This test of work was accomplished on food of the nitrogen value of less than 7 grams daily, whereas the text-books declare that from 16 to 25 grams of nitrogen are necessary to human existence. The heat value of the food consumed during the test, and which was like in amount to what had been habitually taken by the author for about five years previously (less than 1600 large Calories), was only half the amount set down by the majority of the presently-accepted authorities as necessary to run the body of a man of the author's weight and activity. The heat-economy-showing was verified a week or two later in a 32-hour calorimeter measurement in the apparatus of Professors Atwater and Benedict at Middletown, Conn.
Evidence of even more significant value has accumulated outside the field of the author's own experiments and tests. After more than a year of careful trial among some thousands of patients and among some hundreds of earnest employees, Dr. James H. Kellogg, of the great Battle Creek Sanitarium, has adopted the suggestions contained in this book as the first requirement of the treatment at the Sanitarium. In like manner, Dr. Edward Hooker Dewey, the sturdy advocate of dietary-economy for the past thirty years, author of the "No-Breakfast" regimen, and various books upon the subject of auto-nutrition and dietary-rest, bent his attention upon the effect of thorough buccal digestion prescribed after a period of rest from outside feeding, and here follows his appreciation as extracted from personal letters.

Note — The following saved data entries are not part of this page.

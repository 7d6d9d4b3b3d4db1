//! Storage layer for Tandem
//!
//! Every store is an `async_trait` contract with a Postgres implementation
//! next to it and an in-memory one in [`memory`]. Services only see
//! `Arc<dyn ...Store>`, so they run unchanged against either backend.

pub mod device;
pub mod listener;
pub mod memory;
pub mod playback;
pub mod session;
pub mod track;
pub mod utils;

use sqlx::PgPool;
use std::sync::Arc;

pub use device::{DeviceStore, PgDeviceStore};
pub use listener::{ListenerStore, PgListenerStore};
pub use memory::{
    MemoryDeviceStore, MemoryListenerStore, MemoryPlaybackStore, MemorySessionStore,
    MemoryTrackStore,
};
pub use playback::{PgPlaybackStore, PlaybackStore};
pub use session::{PgSessionStore, SessionStore};
pub use track::{PgTrackStore, TrackStore};

/// The full set of stores the API runs on
#[derive(Clone)]
pub struct Stores {
    pub listeners: Arc<dyn ListenerStore>,
    pub sessions: Arc<dyn SessionStore>,
    pub playback: Arc<dyn PlaybackStore>,
    pub devices: Arc<dyn DeviceStore>,
    pub tracks: Arc<dyn TrackStore>,
}

impl Stores {
    /// Stores backed by a Postgres pool
    pub fn postgres(pool: PgPool) -> Self {
        Self {
            listeners: Arc::new(PgListenerStore::new(pool.clone())),
            sessions: Arc::new(PgSessionStore::new(pool.clone())),
            playback: Arc::new(PgPlaybackStore::new(pool.clone())),
            devices: Arc::new(PgDeviceStore::new(pool.clone())),
            tracks: Arc::new(PgTrackStore::new(pool)),
        }
    }

    /// In-memory stores; `tracks` is passed in so callers can seed it
    pub fn in_memory(tracks: MemoryTrackStore) -> Self {
        Self {
            listeners: Arc::new(MemoryListenerStore::new()),
            sessions: Arc::new(MemorySessionStore::new()),
            playback: Arc::new(MemoryPlaybackStore::new()),
            devices: Arc::new(MemoryDeviceStore::new()),
            tracks: Arc::new(tracks),
        }
    }
}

Before quoting from the high appreciation of Dr. Dewey and Dr. Kellogg it may be well to state that the author stands simply for a test-subject-factor in a commonweal natural inquiry and no praise of the subject attaches to the person of the author. Whatever the author is, in the enjoyment of health and strength, is the result of natural causes which have developed during his study of the natural requirements in our nutrition. Please forget the personal element and consider that what is the author's gain in efficiency as related, is the possible possession of the reader as well, and whatever work or test the author performs is done as much for the reader as for the author himself.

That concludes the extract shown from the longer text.